ECLI:NL:RBAMS:2013:4781

Rechtbank Amsterdam

Datum uitspraak
12 juni 2013
Publicatiedatum
1 augustus 2013
Zaaknummer
C-13-534006 - HA ZA 13-67
Instantie
Rechtbank Amsterdam
Type
Uitspraak
Rechtsgebied
Civiel recht
Procedures
  • Op tegenspraak
Vindplaatsen
  • Rechtspraak.nl
AI samenvatting door LexboostAutomatisch gegenereerd

Verdeling van erfpachtrecht en splitsing in appartementsrechten tussen zussen

In deze zaak, die voor de Rechtbank Amsterdam is behandeld, gaat het om een geschil tussen twee zussen, [A] en [B], over de verdeling van een erfpachtrecht en de splitsing daarvan in appartementsrechten. De zussen hebben gezamenlijk een erfpachtrecht gekocht dat recht geeft op een woning. De procedure begon met een dagvaarding op 4 januari 2013, gevolgd door een tussenvonnis op 13 maart 2013 waarin een comparitie van partijen werd gelast. De rechtbank heeft de feiten en de procedure zorgvuldig overwogen, waarbij beide partijen hun standpunten hebben gepresenteerd.

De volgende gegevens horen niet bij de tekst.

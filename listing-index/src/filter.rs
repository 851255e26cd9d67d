use crate::{DOWN_PAYMENT_RATE, listing::{DealRating, Listing}, rank::SortMode};
use carvault_syntax::{ParsedSearch, SearchContext};
use jiff::{Timestamp, tz::TimeZone};
use tracing::debug;

/// Facet selections plus the raw search text. A plain value holder the
/// filter engine reads on every pass; owned by whoever drives the session.
#[derive(Debug, Clone, PartialEq, Default)]
pub struct FilterState {
    pub make: Option<String>,
    pub model: Option<String>,
    pub year: Option<i32>,
    /// `"min-max"` price bucket; malformed buckets impose no constraint.
    pub price_bucket: Option<String>,
    /// Case-insensitive substring of the body type.
    pub body: Option<String>,
    pub tag: Tag,
    pub query: String,
    pub sort: SortMode,
}

/// Quick-filter tag group, single-select.
#[derive(Debug, Clone, Copy, PartialEq, Eq, Default)]
pub enum Tag {
    #[default]
    All,
    GreatDeal,
    Electric,
    Hybrid,
}

/// Snapshots the ambient values the query parser needs, once per pass.
pub fn capture_search_context() -> SearchContext {
    let zoned = Timestamp::now().to_zoned(TimeZone::system());
    SearchContext {
        current_year: i32::from(zoned.date().year()),
    }
}

/// Runs the predicate chain over the full set and returns the indices of the
/// survivors. Order is unspecified until ranking; a fresh vector every call.
pub fn filter_listings(
    listings: &[Listing],
    state: &FilterState,
    search: &ParsedSearch,
) -> Vec<usize> {
    let keywords: Vec<&str> = search.keywords.iter().map(String::as_str).collect();
    let matched: Vec<usize> = listings
        .iter()
        .enumerate()
        .filter(|(_, listing)| passes(listing, state, search, &keywords))
        .map(|(index, _)| index)
        .collect();
    debug!("Filter pass kept {} of {} listings", matched.len(), listings.len());
    matched
}

/// All predicates must hold; any single failure excludes the listing.
fn passes(listing: &Listing, state: &FilterState, search: &ParsedSearch, keywords: &[&str]) -> bool {
    if let Some(make) = &state.make {
        if listing.make != *make {
            return false;
        }
    }
    if let Some(model) = &state.model {
        if listing.model != *model {
            return false;
        }
    }
    if let Some(year) = state.year {
        if listing.year != year {
            return false;
        }
    }
    if let Some(body) = &state.body {
        if !listing.body_type.to_lowercase().contains(&body.to_lowercase()) {
            return false;
        }
    }
    if let Some((min, max)) = state.price_bucket.as_deref().and_then(parse_price_bucket) {
        if listing.price < min || listing.price > max {
            return false;
        }
    }

    if let Some(max_down) = search.max_down_payment {
        if listing.price * DOWN_PAYMENT_RATE > max_down {
            return false;
        }
    }
    if let Some(max_price) = search.max_price {
        if listing.price > max_price {
            return false;
        }
    }
    if let Some(min_price) = search.min_price {
        if listing.price < min_price {
            return false;
        }
    }
    if let Some(min_year) = search.min_year {
        if listing.year < min_year {
            return false;
        }
    }
    if let Some(max_mileage) = search.max_mileage {
        if listing.mileage > max_mileage {
            return false;
        }
    }
    if search.max_monthly.is_some() || search.min_monthly.is_some() {
        let monthly = monthly_payment(listing.price);
        if let Some(max_monthly) = search.max_monthly {
            if monthly > max_monthly {
                return false;
            }
        }
        if let Some(min_monthly) = search.min_monthly {
            if monthly < min_monthly {
                return false;
            }
        }
    }

    if !keywords.is_empty() {
        let haystack = format!(
            "{} {} {} {} {} {}",
            listing.year,
            listing.make,
            listing.model,
            listing.trim,
            listing.body_type,
            listing.fuel_type
        )
        .to_lowercase();
        if !keywords.iter().all(|keyword| haystack.contains(keyword)) {
            return false;
        }
    }

    match state.tag {
        Tag::All => {}
        Tag::GreatDeal => {
            if listing.deal_rating != DealRating::GreatDeal {
                return false;
            }
        }
        Tag::Electric => {
            if listing.fuel_type != "Electric" {
                return false;
            }
        }
        Tag::Hybrid => {
            if !listing.fuel_type.contains("Hybrid") {
                return false;
            }
        }
    }

    true
}

/// 60-month payment on the balance after the assumed down payment, at a flat
/// 7% markup. Matches the figure shown next to every listing.
pub fn monthly_payment(price: f64) -> f64 {
    let down_payment = (price * DOWN_PAYMENT_RATE).round();
    (((price - down_payment) * 1.07) / 60.0).round()
}

fn parse_price_bucket(raw: &str) -> Option<(f64, f64)> {
    let (min, max) = raw.split_once('-')?;
    let min = min.trim().parse::<f64>().ok()?;
    let max = max.trim().parse::<f64>().ok()?;
    Some((min, max))
}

[A] vorderde primair de verdeling van het erfpachtrecht en een bevel tot medewerking van [B] aan de splitsing, waarbij [A] de bovenste verdiepingen zou krijgen en [B] de benedenverdieping en tuin. Subsidiair vroeg [A] om een verdeling zoals de rechtbank in goede justitie zou bepalen. [B] voerde verweer en vorderde in reconventie dat [A] zou meewerken aan de vervreemding van haar aandeel in de gemeenschap.

De rechtbank oordeelde dat de wetgever heeft bepaald dat niemand gedwongen kan worden in een onverdeelde gemeenschap te blijven. De rechtbank concludeerde dat het erfpachtrecht verdeeld moest worden, maar de wijze van verdeling was een punt van discussie. [B] stelde dat toedeling van het erfpachtrecht aan haar de beste oplossing zou zijn, terwijl [A] de voorkeur gaf aan splitsing.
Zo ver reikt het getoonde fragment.